South Texas border lawmakers respond to Gov. Abbotts border wall agenda
Op-Ed by Senator César J. Blanco (El Paso), Senator Juan "Chuy" Hinojosa (McAllen), and Senator Judith Zaffirini (Laredo).
Texas Governor Greg Abbott recently held a press conference to announce his plans for the State of Texas to build a physical border wall with state taxpayer dollars. He also indicated a new approach to charge immigrants and asylum seekers with state crimes to create a criminal record and jail them. At the press conference, Governor Abbott was surrounded by lawmakers from various parts of the state, but not a single lawmaker who joined him represents a border community.
Because border lawmakers live and work on the border every day, we understand the concerns of our constituents and the challenges our communities face. In our representative government, the voice of border lawmakers are the voice of border communities and should be at the table discussing issues that impact our districts. For whatever reason, we were omitted from major policy discussions related to the border. We support legal immigration, not open borders, and have supported transparent, accountable, and smart border security for years.
Lawmakers from both political parties agree border security is a federal responsibility. For years, however, Texas has supplemented federal efforts by spending billions of state taxpayer money on this federal responsibility, instead of on other pressing state needs. This session, for example, Texas appropriated another $1.1 billion for border security. None of that money was earmarked for a border wall.
The federal government, dating back to President George W. Bush, has already built fencing and walls in the highest traffic areas. Building a physical wall from El Paso to Brownsville would be the most expensive and least effective way to achieve border security, and it would be a colossal waste of taxpayer money. A physical wall made of cement or steel slats is a 3rd century solution to a 21st century migration problem. Anyone who commits a crime, whether immigrant or legal resident, should be arrested. But, Texas shouldn’t circumvent federal immigration and asylum laws by creating new ways to criminalize and to jail undocumented immigrants and asylum seekers. This expensive proposition would overfill local prisons, which already are stretched thin—with non-dangerous persons and separate families looking for refuge and the American dream.

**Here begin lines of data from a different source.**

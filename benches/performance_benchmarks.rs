use criterion::{black_box, criterion_group, criterion_main, BenchmarkId, Criterion, Throughput};
use rust_decimal::Decimal;
use rust_decimal_macros::dec;
use fitplan::{
    CatalogLoader, Equipment, Gender, Goal, MacroEngine, PlanCatalog, Profile, ProfileNormalizer,
    UnitSystem,
};
use fitplan::catalog::BUILTIN_CATALOG;

/// Performance benchmarks for the calculation core
///
/// Both components are recomputed on every request, so these keep an eye
/// on per-call cost across batch sizes.

fn create_profiles(count: usize) -> Vec<Profile> {
    (0..count)
        .map(|i| Profile {
            unit_system: if i % 2 == 0 { UnitSystem::Metric } else { UnitSystem::Imperial },
            weight: dec!(60) + Decimal::from(i % 40),
            height: dec!(65) + Decimal::from(i % 20),
            age: 18 + (i % 60) as u32,
            gender: match i % 3 {
                0 => Gender::Male,
                1 => Gender::Female,
                _ => Gender::Unspecified,
            },
            goal: Goal::ALL[i % 3],
            equipment: Equipment::ALL[i % 4],
        })
        .collect()
}

fn bench_macro_calculation(c: &mut Criterion) {
    let engine = MacroEngine::default();
    let mut group = c.benchmark_group("Macro Calculation");

    for &size in &[1, 10, 100, 1000] {
        let profiles = create_profiles(size);

        group.throughput(Throughput::Elements(size as u64));
        group.bench_with_input(
            BenchmarkId::new("normalize_and_compute", size),
            &profiles,
            |b, profiles| {
                b.iter(|| {
                    for profile in profiles {
                        if let Ok(normalized) = ProfileNormalizer::normalize(profile) {
                            black_box(engine.compute_macros(&normalized, profile.goal));
                        }
                    }
                });
            },
        );
    }

    group.finish();
}

fn bench_plan_building(c: &mut Criterion) {
    let catalog = PlanCatalog::builtin().expect("built-in catalog");
    let mut group = c.benchmark_group("Plan Building");

    group.bench_function("all_combinations", |b| {
        b.iter(|| {
            for equipment in Equipment::ALL {
                for goal in Goal::ALL {
                    let _ = black_box(catalog.build_weekly_plan(equipment, goal));
                }
            }
        });
    });

    group.bench_function("parse_builtin_catalog", |b| {
        b.iter(|| {
            let _ = black_box(CatalogLoader::load_from_string(BUILTIN_CATALOG, "bench"));
        });
    });

    group.finish();
}

// Define benchmark groups
criterion_group!(benches, bench_macro_calculation, bench_plan_building);

criterion_main!(benches);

The new federal administration is working on addressing the root causes of these migration waves that stress our borders, but this will take time. The bottom line is that Congress needs to act immediately to pass immigration reform and provide resources to stop the criminal elements from crossing the border.
If Texas, however, is going to be in the business of border security in the meantime, the state needs to be accountable, transparent and smart with taxpayer dollars. The state also should hear from border lawmakers. If Texas is to be committed to going down this path, as lawmakers who represent districts along the Texas-Mexico border, we suggest the following smart measures as a starting point:
- Building a virtual or smart wall with fiber optic lines along the border, supported by technology, drones, motion sensors, cameras, etc. Virtual infrastructure for border security could be accomplished at a fraction of the cost of a physical wall; bolster real time monitoring, detection, and response; and bridge the digital divide for law enforcement along the border.
- Reimbursing local border communities and private property owners for costs incurred related to border security and humanitarian aid with proceeds from asset forfeitures related to border crimes and other state grants. Our border communities are on the front lines as local law enforcement support border security efforts, provide humanitarian assistance for needy families and children, and humanely process the remains of deceased migrants. Because private property owners along the border also sustain property damage by human traffickers and cartels to fences, barns, outhouses, and livestock, they should be reimbursed for related expenses.
- Cracking down on gun trafficking in Texas and incentivizing the reporting of lost or stolen guns to law enforcement. If Texas is serious about combatting cartels and armed human traffickers, we should find ways to disarm them. Hundreds of thousands of firearms are smuggled from the U.S. into Mexico every year and are traced to 70 percent of all weapons seizures following murders, robberies and drug busts. Approximately 41 percent of illicit guns utilized to commit a crime in Mexico are from Texas.
- Reducing the demand for drugs, beginning with our children, and the related flow of money into Mexico. This will require education, intervention, rehabilitation and law enforcement programs. The flow of drugs from Mexico into Texas and of cash from here to there will stop when the demand for drugs is reduced or eliminated.
- Modernizing ports of entry with technology and intelligent transportation systems. Fentanyl and most illicit drugs from Mexico enter the U.S. through the ports of entry. Investing in our ports of entry can make our border more secure while boosting our economy.
- Improving border rail inspection stations required by U.S. Customs and Border Patrol for border rail lines owned by the State of Texas. Some border rail lines owned by Texas cross the border and need improved facilities for the inspection and processing of rail cars.
These are only a few ideas from lawmakers who represent the border and who understand our region’s problems and related solutions. By funding these proposals instead of a wall, we will make great strides while using state taxpayer dollars to benefit Texans and without funding programs that should be the responsibility of the federal government.
The issue of immigration and border security has been a challenge for decades and plagued by partisan politics. These issues will not be solved overnight or by one party. We are confident if we leave politics at the door, we can find common ground from which to address these challenges. That first requires including border lawmakers at the table.